### EXERCISE INSTRUCTIONS
From the data below, copy each line that includes the word "SqlitePool".
------ THE DATA ------
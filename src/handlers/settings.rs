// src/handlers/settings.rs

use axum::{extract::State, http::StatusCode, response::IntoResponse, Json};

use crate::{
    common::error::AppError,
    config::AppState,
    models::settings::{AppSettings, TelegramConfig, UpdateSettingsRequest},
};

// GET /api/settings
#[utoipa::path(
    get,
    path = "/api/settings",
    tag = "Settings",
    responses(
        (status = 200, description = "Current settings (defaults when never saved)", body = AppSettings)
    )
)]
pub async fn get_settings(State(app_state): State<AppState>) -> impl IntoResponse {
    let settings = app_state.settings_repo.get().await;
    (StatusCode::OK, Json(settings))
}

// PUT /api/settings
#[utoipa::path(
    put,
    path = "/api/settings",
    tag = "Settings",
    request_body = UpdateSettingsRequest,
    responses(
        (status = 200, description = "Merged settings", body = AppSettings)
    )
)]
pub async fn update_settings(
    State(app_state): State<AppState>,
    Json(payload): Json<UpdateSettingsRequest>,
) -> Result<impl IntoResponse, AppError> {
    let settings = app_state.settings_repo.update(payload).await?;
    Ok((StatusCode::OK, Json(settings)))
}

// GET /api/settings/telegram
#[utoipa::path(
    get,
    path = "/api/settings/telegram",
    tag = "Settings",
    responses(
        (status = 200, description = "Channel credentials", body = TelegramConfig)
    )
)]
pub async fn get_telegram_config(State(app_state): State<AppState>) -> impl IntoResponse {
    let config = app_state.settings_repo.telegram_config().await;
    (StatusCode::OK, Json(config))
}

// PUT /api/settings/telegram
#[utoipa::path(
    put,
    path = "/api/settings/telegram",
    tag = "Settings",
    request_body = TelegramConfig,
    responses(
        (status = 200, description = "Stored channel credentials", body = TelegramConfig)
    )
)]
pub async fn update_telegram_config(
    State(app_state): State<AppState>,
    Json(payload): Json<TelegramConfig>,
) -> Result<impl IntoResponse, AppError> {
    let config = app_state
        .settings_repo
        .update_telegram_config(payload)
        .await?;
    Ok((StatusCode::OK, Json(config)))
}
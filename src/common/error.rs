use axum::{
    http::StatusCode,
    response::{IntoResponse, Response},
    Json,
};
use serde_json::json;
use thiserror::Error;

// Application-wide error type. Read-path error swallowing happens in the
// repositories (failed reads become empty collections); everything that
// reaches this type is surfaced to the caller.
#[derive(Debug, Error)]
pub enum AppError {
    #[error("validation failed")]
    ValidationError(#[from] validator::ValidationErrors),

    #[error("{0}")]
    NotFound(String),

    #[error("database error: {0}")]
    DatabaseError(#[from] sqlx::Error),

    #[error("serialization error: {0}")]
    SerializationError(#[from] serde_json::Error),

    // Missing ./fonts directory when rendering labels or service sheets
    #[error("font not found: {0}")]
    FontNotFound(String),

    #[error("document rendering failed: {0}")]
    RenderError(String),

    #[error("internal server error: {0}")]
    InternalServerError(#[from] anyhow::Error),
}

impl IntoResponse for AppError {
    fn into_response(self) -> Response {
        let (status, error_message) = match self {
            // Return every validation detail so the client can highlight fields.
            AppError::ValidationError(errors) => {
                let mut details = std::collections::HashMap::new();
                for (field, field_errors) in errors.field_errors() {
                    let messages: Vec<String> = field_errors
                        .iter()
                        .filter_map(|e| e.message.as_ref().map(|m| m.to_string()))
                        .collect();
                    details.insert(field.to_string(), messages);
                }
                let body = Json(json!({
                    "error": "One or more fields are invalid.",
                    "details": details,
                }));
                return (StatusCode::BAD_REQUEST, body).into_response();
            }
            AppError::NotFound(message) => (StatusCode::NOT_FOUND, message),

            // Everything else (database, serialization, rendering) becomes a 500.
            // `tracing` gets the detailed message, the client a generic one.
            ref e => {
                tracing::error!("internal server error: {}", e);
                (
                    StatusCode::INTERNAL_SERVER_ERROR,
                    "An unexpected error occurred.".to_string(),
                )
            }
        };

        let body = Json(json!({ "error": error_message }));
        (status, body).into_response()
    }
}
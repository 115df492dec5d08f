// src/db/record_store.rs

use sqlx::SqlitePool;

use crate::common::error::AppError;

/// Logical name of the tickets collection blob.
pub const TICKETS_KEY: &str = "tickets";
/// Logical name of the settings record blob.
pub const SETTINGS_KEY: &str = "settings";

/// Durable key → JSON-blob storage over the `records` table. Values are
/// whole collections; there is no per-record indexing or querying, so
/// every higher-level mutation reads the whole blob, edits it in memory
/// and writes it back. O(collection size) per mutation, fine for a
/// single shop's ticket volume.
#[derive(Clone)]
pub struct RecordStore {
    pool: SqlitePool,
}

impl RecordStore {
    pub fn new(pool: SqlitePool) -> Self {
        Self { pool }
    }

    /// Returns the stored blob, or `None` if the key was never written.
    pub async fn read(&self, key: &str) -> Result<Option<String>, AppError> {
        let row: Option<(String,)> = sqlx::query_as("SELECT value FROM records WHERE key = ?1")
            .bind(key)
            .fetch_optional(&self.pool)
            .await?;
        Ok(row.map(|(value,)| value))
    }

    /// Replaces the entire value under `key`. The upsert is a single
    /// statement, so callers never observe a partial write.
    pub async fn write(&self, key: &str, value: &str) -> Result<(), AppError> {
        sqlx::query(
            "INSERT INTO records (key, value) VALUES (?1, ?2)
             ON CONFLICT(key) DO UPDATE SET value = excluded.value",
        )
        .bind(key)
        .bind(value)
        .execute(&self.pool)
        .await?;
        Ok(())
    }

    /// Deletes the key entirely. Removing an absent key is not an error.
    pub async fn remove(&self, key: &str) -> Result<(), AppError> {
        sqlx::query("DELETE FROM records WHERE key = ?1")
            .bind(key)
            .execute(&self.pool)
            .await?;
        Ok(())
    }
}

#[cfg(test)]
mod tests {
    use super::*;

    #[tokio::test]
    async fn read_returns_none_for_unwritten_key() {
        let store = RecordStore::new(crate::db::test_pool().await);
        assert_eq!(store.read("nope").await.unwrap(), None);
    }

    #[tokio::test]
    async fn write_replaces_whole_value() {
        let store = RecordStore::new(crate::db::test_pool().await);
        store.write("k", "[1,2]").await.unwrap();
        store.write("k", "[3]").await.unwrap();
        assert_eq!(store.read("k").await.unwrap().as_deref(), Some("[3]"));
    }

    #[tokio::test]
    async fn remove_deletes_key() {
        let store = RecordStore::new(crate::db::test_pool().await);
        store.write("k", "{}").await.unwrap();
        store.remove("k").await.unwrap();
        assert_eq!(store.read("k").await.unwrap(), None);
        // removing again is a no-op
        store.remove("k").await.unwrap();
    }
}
------
### WRITTEN ANSWER
use sqlx::SqlitePool;
    pool: SqlitePool,
    pub fn new(pool: SqlitePool) -> Self {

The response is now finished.